Materials and Methods

Primates Models for Tissue Induction and Morphogenesis

Eight clinically healthy adult Chacma baboons P. ursinus were selected from the non-human primate colony of the University of the Witwatersrand, Johannesburg. Selection criteria, diet, and housing conditions were as described (Ripamonti, 1991a,b). The adult non-human primate P. ursinus is ideally suited for the study of comparative bone physiology and repair with relevance to humans (Schnitzler et al., 1993; Ripamonti et al., 2001). Research protocols were approved by the Animal Ethics Screening Committee of the University and conducted according to the Guidelines for the Care and Use of Experimental Animals prepared by the University and in compliance with the National Code for Animals Use in Research, Education, and Diagnosis in South Africa (Public Services Department, 1990).

Osteogenic Soluble Molecular Signals

Recombinant human transforming growth factor-β3 (hTGF-β3) and recombinant human osteogenic protein-1 (hOP-1) were obtained from Novartis AG (Basel, Switzerland) and Creative Biomolecules/Stryker Biotech (Hopkinton, MA, USA), respectively.
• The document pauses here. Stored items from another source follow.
//! Per-phase socket handling: accept, read, write and error-set teardown.

use std::io::{self, ErrorKind, Read, Write};

use mio::{Interest, Token};
use tracing::{debug, info, trace, warn};

use sockhub_core::{ConnectionId, Event};

use super::{emit_event, Server};

/// Outcome of one write attempt that needs more than bookkeeping.
enum WriteFailure {
    /// Peer stopped reading: report, drop the payload, keep the connection
    BrokenPipe(io::Error),
    /// Peer reset: tear down quietly
    Reset,
    /// Anything else: report, then tear down
    Other(io::Error),
}

impl Server {
    // ========================================================================
    // Read phase
    // ========================================================================

    pub(super) fn handle_read_ready(&mut self) {
        if self.listener.as_ref().is_some_and(|l| l.ready) {
            self.accept_one();
        }

        for id in self.registry.readable_ids() {
            self.read_one(id);
        }
    }

    /// Accepts at most one pending connection. The listener stays marked
    /// ready until accept reports would-block, so a backlog drains one
    /// connection per cycle.
    fn accept_one(&mut self) {
        let Some(listener) = self.listener.as_mut() else {
            return;
        };

        let (mut stream, remote_addr) = match listener.socket.accept() {
            Ok(accepted) => accepted,
            Err(e) if e.kind() == ErrorKind::WouldBlock => {
                listener.ready = false;
                return;
            }
            Err(e)
                if matches!(
                    e.kind(),
                    ErrorKind::Interrupted
                        | ErrorKind::ConnectionAborted
                        | ErrorKind::ConnectionReset
                ) =>
            {
                debug!(error = %e, "Transient accept error");
                return;
            }
            Err(e) => {
                warn!(error = %e, "Failed to accept connection");
                listener.ready = false;
                return;
            }
        };

        let id = self.registry.next_id();
        if let Err(e) = self
            .poll
            .registry()
            .register(&mut stream, Token(id.get()), Interest::READABLE)
        {
            warn!(peer = %remote_addr, error = %e, "Failed to register accepted connection");
            return;
        }

        self.registry.insert(id, stream, remote_addr);
        info!(connection = %id, peer = %remote_addr, "Accepted connection");

        emit_event(
            &self.emitter,
            &mut self.registry,
            &Event::Connect {
                connection: id,
                remote_addr,
            },
        );
    }

    /// Reads one bounded chunk from a client.
    fn read_one(&mut self, id: ConnectionId) {
        let Some(conn) = self.registry.get_mut(id) else {
            return;
        };
        let remote_addr = conn.remote_addr;

        match conn.stream.read(&mut self.read_buf) {
            Ok(0) => {
                debug!(connection = %id, peer = %remote_addr, "Peer closed connection");
                self.teardown(id);
            }
            Ok(n) => {
                trace!(connection = %id, len = n, "Read data from socket");
                let data = self.read_buf.get(..n).unwrap_or_default();
                emit_event(
                    &self.emitter,
                    &mut self.registry,
                    &Event::Message {
                        connection: id,
                        remote_addr,
                        data,
                    },
                );
            }
            Err(e) if e.kind() == ErrorKind::WouldBlock => {
                conn.readable = false;
            }
            Err(e) if e.kind() == ErrorKind::Interrupted => {}
            Err(e) if e.kind() == ErrorKind::ConnectionReset => {
                debug!(connection = %id, peer = %remote_addr, "Connection reset by peer");
                self.teardown(id);
            }
            Err(e) => {
                warn!(connection = %id, peer = %remote_addr, error = %e, "Error reading from socket");
                emit_event(
                    &self.emitter,
                    &mut self.registry,
                    &Event::Error {
                        connection: id,
                        remote_addr,
                        error: &e,
                    },
                );
                self.teardown(id);
            }
        }
    }

    // ========================================================================
    // Write phase
    // ========================================================================

    pub(super) fn handle_write_ready(&mut self) {
        for id in self.registry.writable_ids() {
            self.write_one(id);
        }
    }

    /// Writes (the rest of) the head payload of one connection's queue.
    fn write_one(&mut self, id: ConnectionId) {
        let Some(conn) = self.registry.get_mut(id) else {
            return;
        };
        let remote_addr = conn.remote_addr;

        match conn.stream.take_error() {
            Ok(None) => {}
            Ok(Some(e)) | Err(e) => {
                debug!(connection = %id, error = %e, "Socket no longer usable, closing");
                self.teardown(id);
                return;
            }
        }

        let Some(payload) = conn.queue.front() else {
            // Nothing left to write
            self.registry.stop_writing(id);
            return;
        };

        if payload.is_empty() {
            conn.queue.pop_front();
            return;
        }

        let failure = match conn.stream.write(payload) {
            Ok(0) => Some(WriteFailure::Other(ErrorKind::WriteZero.into())),
            Ok(n) => {
                let complete = conn.queue.advance(n);
                trace!(connection = %id, len = n, complete, "Wrote data to socket");
                None
            }
            Err(e) if e.kind() == ErrorKind::WouldBlock => {
                conn.writable = false;
                None
            }
            Err(e) if e.kind() == ErrorKind::Interrupted => None,
            Err(e) if e.kind() == ErrorKind::BrokenPipe => {
                conn.queue.pop_front();
                Some(WriteFailure::BrokenPipe(e))
            }
            Err(e) if e.kind() == ErrorKind::ConnectionReset => Some(WriteFailure::Reset),
            Err(e) => Some(WriteFailure::Other(e)),
        };

        match failure {
            None => {}
            Some(WriteFailure::BrokenPipe(e)) => {
                warn!(connection = %id, peer = %remote_addr, "Broken pipe, payload dropped");
                emit_event(
                    &self.emitter,
                    &mut self.registry,
                    &Event::Error {
                        connection: id,
                        remote_addr,
                        error: &e,
                    },
                );
            }
            Some(WriteFailure::Reset) => {
                debug!(connection = %id, peer = %remote_addr, "Connection reset by peer");
                self.teardown(id);
            }
            Some(WriteFailure::Other(e)) => {
                warn!(connection = %id, peer = %remote_addr, error = %e, "Error writing to socket");
                emit_event(
                    &self.emitter,
                    &mut self.registry,
                    &Event::Error {
                        connection: id,
                        remote_addr,
                        error: &e,
                    },
                );
                self.teardown(id);
            }
        }
    }

    // ========================================================================
    // Error phase
    // ========================================================================

    pub(super) fn handle_errors(&mut self, errored: &[ConnectionId], listener_errored: bool) {
        for id in errored {
            if self.teardown(*id) {
                debug!(connection = %id, "Closed connection reported in error");
            }
        }

        if listener_errored {
            self.reset_listener();
        }
    }
}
Stock solutions of hTGF-β3 were prepared in 20% ethanol 100 mM acetic acid, pH 4.5, to a final volume of 200 μl with 25 and 125 μg hTGF-β3 dispensed by micro-pipetting onto the macroporous constructs. Stock solutions of hOP-1 were prepared in 5 mM hydrochloric acid to a final concentration of 0.625 μg/μl and applied to selected macroporous devices as described above. For the binary application studies, 5 μg TGF-β3 were added to 25 μg hOP-1 (1:5 ratio) and made up to a final volume of 200 μl. An inverse binary combination (5:1, i.e., 25 μg TGF-β3: 5 μg hOP-1) was prepared and applied to selected macroporous devices.

Description and Specification of Calcium Phosphate-Based Macroporous Constructs for Heterotopic and Orthotopic Implantation

Single phase hydroxyapatite constructs

Single phase hydroxyapatites with a calcium-to-phosphorus molar ratio of 1.67 were prepared via a solid state reaction between Merck tricalcium phosphate and Univar calcium hydroxyapatite at 1000°C (Ripamonti et al., 2007b). For all the macroporous constructs, macro pores were formed by the inclusion of stearic acid spheres 0.7–1.0 mm in diameter with the bioceramic powder being pressed, and melted out during sintering, leaving interconnected open macro pores with a series of repetitive concavities throughout the specimens with defined radii of curvatures and diameters ranging from 700 to 1400 μm (Ripamonti et al., 2007b). The micro porosity of the specimens ranged from 40% (single phase hydroxyapatite) to 36% (biphasic hydroxyapatite/β-tricalcium phosphate; Ripamonti et al., 2007b).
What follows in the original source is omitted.